**WHAT NEEDS TO BE DONE**.
Go through the entries, filter for the word "TimePoint", and copy every line that has it.

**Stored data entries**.
• • • • • • •

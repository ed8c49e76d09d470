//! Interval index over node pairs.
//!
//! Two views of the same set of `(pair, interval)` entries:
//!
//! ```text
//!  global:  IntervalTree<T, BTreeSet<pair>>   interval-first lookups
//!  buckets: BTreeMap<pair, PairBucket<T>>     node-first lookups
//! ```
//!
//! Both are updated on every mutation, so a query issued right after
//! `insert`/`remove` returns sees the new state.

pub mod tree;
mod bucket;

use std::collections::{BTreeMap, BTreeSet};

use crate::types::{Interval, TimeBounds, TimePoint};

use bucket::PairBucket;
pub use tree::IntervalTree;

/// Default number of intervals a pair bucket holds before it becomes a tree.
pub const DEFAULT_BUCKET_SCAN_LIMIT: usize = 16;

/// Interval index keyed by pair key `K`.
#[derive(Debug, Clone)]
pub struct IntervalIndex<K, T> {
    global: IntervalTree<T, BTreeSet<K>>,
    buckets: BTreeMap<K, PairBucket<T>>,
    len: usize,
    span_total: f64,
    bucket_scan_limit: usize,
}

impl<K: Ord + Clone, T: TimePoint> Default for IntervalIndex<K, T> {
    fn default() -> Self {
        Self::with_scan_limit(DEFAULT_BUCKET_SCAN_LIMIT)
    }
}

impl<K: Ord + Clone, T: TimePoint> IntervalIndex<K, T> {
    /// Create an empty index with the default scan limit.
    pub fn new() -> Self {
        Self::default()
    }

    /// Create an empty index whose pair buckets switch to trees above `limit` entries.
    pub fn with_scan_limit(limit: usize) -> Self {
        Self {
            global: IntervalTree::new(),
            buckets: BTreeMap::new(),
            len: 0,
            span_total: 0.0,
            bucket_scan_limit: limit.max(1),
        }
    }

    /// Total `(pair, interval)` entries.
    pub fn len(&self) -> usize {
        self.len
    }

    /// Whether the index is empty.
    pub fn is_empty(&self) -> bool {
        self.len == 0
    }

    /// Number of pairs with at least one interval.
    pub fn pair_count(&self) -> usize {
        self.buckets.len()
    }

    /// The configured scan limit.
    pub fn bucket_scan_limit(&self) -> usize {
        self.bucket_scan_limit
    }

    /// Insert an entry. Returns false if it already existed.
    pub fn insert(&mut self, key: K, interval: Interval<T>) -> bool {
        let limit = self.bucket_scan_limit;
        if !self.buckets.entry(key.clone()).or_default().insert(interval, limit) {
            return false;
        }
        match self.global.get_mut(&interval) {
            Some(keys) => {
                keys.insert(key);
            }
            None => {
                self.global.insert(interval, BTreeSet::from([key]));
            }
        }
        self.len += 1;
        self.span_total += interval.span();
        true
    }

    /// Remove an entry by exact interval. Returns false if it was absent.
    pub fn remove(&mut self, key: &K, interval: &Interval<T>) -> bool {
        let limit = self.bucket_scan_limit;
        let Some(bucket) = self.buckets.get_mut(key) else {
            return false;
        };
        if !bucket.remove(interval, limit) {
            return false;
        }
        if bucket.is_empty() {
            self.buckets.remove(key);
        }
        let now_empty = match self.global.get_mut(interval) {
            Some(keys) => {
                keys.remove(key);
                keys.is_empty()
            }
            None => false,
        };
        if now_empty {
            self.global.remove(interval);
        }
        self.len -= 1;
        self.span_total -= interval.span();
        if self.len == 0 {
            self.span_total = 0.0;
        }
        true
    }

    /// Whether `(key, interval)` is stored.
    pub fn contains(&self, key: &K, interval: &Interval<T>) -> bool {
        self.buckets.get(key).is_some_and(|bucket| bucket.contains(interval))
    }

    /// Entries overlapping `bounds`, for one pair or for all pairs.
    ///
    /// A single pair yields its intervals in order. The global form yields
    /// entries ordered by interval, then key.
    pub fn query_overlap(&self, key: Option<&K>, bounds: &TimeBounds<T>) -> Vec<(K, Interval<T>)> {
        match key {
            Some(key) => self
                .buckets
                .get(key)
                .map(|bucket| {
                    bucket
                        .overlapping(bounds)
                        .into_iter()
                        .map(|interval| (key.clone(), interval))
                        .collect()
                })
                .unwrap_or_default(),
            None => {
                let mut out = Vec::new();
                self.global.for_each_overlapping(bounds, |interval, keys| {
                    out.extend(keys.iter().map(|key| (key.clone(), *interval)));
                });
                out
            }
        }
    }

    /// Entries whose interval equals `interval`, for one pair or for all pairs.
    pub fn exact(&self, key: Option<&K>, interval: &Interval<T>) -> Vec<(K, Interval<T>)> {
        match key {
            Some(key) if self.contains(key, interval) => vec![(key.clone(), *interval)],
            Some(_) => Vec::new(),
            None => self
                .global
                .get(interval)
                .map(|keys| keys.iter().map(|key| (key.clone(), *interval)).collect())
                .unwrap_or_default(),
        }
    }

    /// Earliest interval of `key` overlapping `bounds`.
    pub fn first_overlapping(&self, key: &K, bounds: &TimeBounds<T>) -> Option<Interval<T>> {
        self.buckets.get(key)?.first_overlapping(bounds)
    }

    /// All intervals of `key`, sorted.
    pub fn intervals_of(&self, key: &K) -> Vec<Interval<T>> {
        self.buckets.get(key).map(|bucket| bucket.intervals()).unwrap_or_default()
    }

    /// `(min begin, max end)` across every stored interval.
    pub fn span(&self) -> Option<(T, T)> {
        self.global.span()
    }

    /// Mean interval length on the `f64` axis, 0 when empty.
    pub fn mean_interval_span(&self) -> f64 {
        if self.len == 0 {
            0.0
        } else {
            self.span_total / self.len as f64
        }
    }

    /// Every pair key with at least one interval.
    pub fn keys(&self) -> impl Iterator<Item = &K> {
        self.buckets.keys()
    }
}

• • • • • • •

**SOLUTION**.
use crate::types::{Interval, TimeBounds, TimePoint};
impl<K: Ord + Clone, T: TimePoint> Default for IntervalIndex<K, T> {
impl<K: Ord + Clone, T: TimePoint> IntervalIndex<K, T> {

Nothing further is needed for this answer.